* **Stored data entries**
________________________

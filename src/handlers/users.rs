use actix_web::{web, HttpResponse};
use serde::{Deserialize, Serialize};
use utoipa::ToSchema;
use uuid::Uuid;

use crate::auth::JwtService;
use crate::domain::user::{Actor, Role, User};
use crate::errors::AppError;
use crate::AppUserService;

// ── Request / response DTOs ──────────────────────────────────────────────────

#[derive(Debug, Deserialize, ToSchema)]
pub struct RegisterRequest {
    #[serde(default)]
    pub username: String,
    #[serde(default)]
    pub password: String,
    /// `admin`, `préparateur` or `accueil`.
    pub role: Option<String>,
}

#[derive(Debug, Deserialize, ToSchema)]
pub struct LoginRequest {
    #[serde(default)]
    pub username: String,
    #[serde(default)]
    pub password: String,
}

#[derive(Debug, Serialize, ToSchema)]
#[serde(rename_all = "camelCase")]
pub struct UserResponse {
    pub id: Uuid,
    pub username: String,
    pub role: String,
    pub created_at: String,
}

impl From<User> for UserResponse {
    fn from(u: User) -> Self {
        UserResponse {
            id: u.id,
            username: u.username,
            role: u.role.as_str().to_string(),
            created_at: u.created_at.to_rfc3339(),
        }
    }
}

#[derive(Debug, Serialize, ToSchema)]
pub struct LoginResponse {
    /// Bearer token for the `Authorization` header.
    pub token: String,
    pub user: UserResponse,
}

// ── Handlers ─────────────────────────────────────────────────────────────────

/// POST /api/users
#[utoipa::path(
    post,
    path = "/api/users",
    request_body = RegisterRequest,
    responses(
        (status = 201, description = "User created", body = UserResponse),
        (status = 400, description = "Missing field, unknown role or weak password"),
        (status = 403, description = "Admin only"),
        (status = 409, description = "Username already in use"),
    ),
    security(("bearer_auth" = [])),
    tag = "users"
)]
pub async fn register(
    actor: Actor,
    service: web::Data<AppUserService>,
    body: web::Json<RegisterRequest>,
) -> Result<HttpResponse, AppError> {
    let body = body.into_inner();
    let role: Role = body
        .role
        .ok_or_else(|| AppError::BadRequest("Role is required".into()))?
        .parse()?;

    let user = web::block(move || service.register(&actor, &body.username, &body.password, role))
        .await
        .map_err(|e| AppError::Internal(e.to_string()))??;

    Ok(HttpResponse::Created().json(UserResponse::from(user)))
}

/// GET /api/users
#[utoipa::path(
    get,
    path = "/api/users",
    responses(
        (status = 200, description = "All users, newest first", body = [UserResponse]),
        (status = 403, description = "Admin only"),
    ),
    security(("bearer_auth" = [])),
    tag = "users"
)]
pub async fn list_users(
    actor: Actor,
    service: web::Data<AppUserService>,
) -> Result<HttpResponse, AppError> {
    let users = web::block(move || service.list(&actor))
        .await
        .map_err(|e| AppError::Internal(e.to_string()))??;

    let body: Vec<UserResponse> = users.into_iter().map(UserResponse::from).collect();
    Ok(HttpResponse::Ok().json(body))
}

/// POST /api/users/login
///
/// Exchanges credentials for a bearer token.
#[utoipa::path(
    post,
    path = "/api/users/login",
    request_body = LoginRequest,
    responses(
        (status = 200, description = "Logged in", body = LoginResponse),
        (status = 400, description = "Missing username or password"),
        (status = 401, description = "Invalid username or password"),
    ),
    tag = "users"
)]
pub async fn login(
    service: web::Data<AppUserService>,
    jwt: web::Data<JwtService>,
    body: web::Json<LoginRequest>,
) -> Result<HttpResponse, AppError> {
    let body = body.into_inner();

    // Argon2 verification is CPU-bound, keep it off the worker thread.
    let user = web::block(move || service.login(&body.username, &body.password))
        .await
        .map_err(|e| AppError::Internal(e.to_string()))??;

    let token = jwt
        .issue_token(user.id, user.role)
        .map_err(|e| AppError::Internal(e.to_string()))?;

    Ok(HttpResponse::Ok().json(LoginResponse {
        token,
        user: UserResponse::from(user),
    }))
}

________________________

* **EXERCISE GOAL**
Transcribe every entry exactly, omitting nothing.

* **ANSWER TO THE EXERCISE**
filename src/handlers/users.rs
use actix_web::{web, HttpResponse};
use serde::{Deserialize, Serialize};
use utoipa::ToSchema;
use uuid::Uuid;

use crate::auth::JwtService;
use crate::domain::user::{Actor, Role, User};
use crate::errors::AppError;
use crate::AppUserService;

// ── Request / response DTOs ──────────────────────────────────────────────────

#[derive(Debug, Deserialize, ToSchema)]
pub struct RegisterRequest {
    #[serde(default)]
    pub username: String,
    #[serde(default)]
    pub password: String,
    /// `admin`, `préparateur` or `accueil`.
    pub role: Option<String>,
}

#[derive(Debug, Deserialize, ToSchema)]
pub struct LoginRequest {
    #[serde(default)]
    pub username: String,
    #[serde(default)]
    pub password: String,
}

#[derive(Debug, Serialize, ToSchema)]
#[serde(rename_all = "camelCase")]
pub struct UserResponse {
    pub id: Uuid,
    pub username: String,
    pub role: String,
    pub created_at: String,
}

impl From<User> for UserResponse {
    fn from(u: User) -> Self {
        UserResponse {
            id: u.id,
            username: u.username,
            role: u.role.as_str().to_string(),
            created_at: u.created_at.to_rfc3339(),
        }
    }
}

#[derive(Debug, Serialize, ToSchema)]
pub struct LoginResponse {
    /// Bearer token for the `Authorization` header.
    pub token: String,
    pub user: UserResponse,
}

// ── Handlers ─────────────────────────────────────────────────────────────────

/// POST /api/users
#[utoipa::path(
    post,
    path = "/api/users",
    request_body = RegisterRequest,
    responses(
        (status = 201, description = "User created", body = UserResponse),
        (status = 400, description = "Missing field, unknown role or weak password"),
        (status = 403, description = "Admin only"),
        (status = 409, description = "Username already in use"),
    ),
    security(("bearer_auth" = [])),
    tag = "users"
)]
pub async fn register(
    actor: Actor,
    service: web::Data<AppUserService>,
    body: web::Json<RegisterRequest>,
) -> Result<HttpResponse, AppError> {
    let body = body.into_inner();
    let role: Role = body
        .role
        .ok_or_else(|| AppError::BadRequest("Role is required".into()))?
        .parse()?;

    let user = web::block(move || service.register(&actor, &body.username, &body.password, role))
        .await
        .map_err(|e| AppError::Internal(e.to_string()))??;

    Ok(HttpResponse::Created().json(UserResponse::from(user)))
}

/// GET /api/users
#[utoipa::path(
    get,
    path = "/api/users",
    responses(
        (status = 200, description = "All users, newest first", body = [UserResponse]),
        (status = 403, description = "Admin only"),
    ),
    security(("bearer_auth" = [])),
    tag = "users"
)]
pub async fn list_users(
    actor: Actor,
    service: web::Data<AppUserService>,
) -> Result<HttpResponse, AppError> {
    let users = web::block(move || service.list(&actor))
        .await
        .map_err(|e| AppError::Internal(e.to_string()))??;

    let body: Vec<UserResponse> = users.into_iter().map(UserResponse::from).collect();
    Ok(HttpResponse::Ok().json(body))
}

/// POST /api/users/login
///
/// Exchanges credentials for a bearer token.
#[utoipa::path(
    post,
    path = "/api/users/login",
    request_body = LoginRequest,
    responses(
        (status = 200, description = "Logged in", body = LoginResponse),
        (status = 400, description = "Missing username or password"),
        (status = 401, description = "Invalid username or password"),
    ),
    tag = "users"
)]
pub async fn login(
    service: web::Data<AppUserService>,
    jwt: web::Data<JwtService>,
    body: web::Json<LoginRequest>,
) -> Result<HttpResponse, AppError> {
    let body = body.into_inner();

    // Argon2 verification is CPU-bound, keep it off the worker thread.
    let user = web::block(move || service.login(&body.username, &body.password))
        .await
        .map_err(|e| AppError::Internal(e.to_string()))??;

    let token = jwt
        .issue_token(user.id, user.role)
        .map_err(|e| AppError::Internal(e.to_string()))?;

    Ok(HttpResponse::Ok().json(LoginResponse {
        token,
        user: UserResponse::from(user),
    }))
}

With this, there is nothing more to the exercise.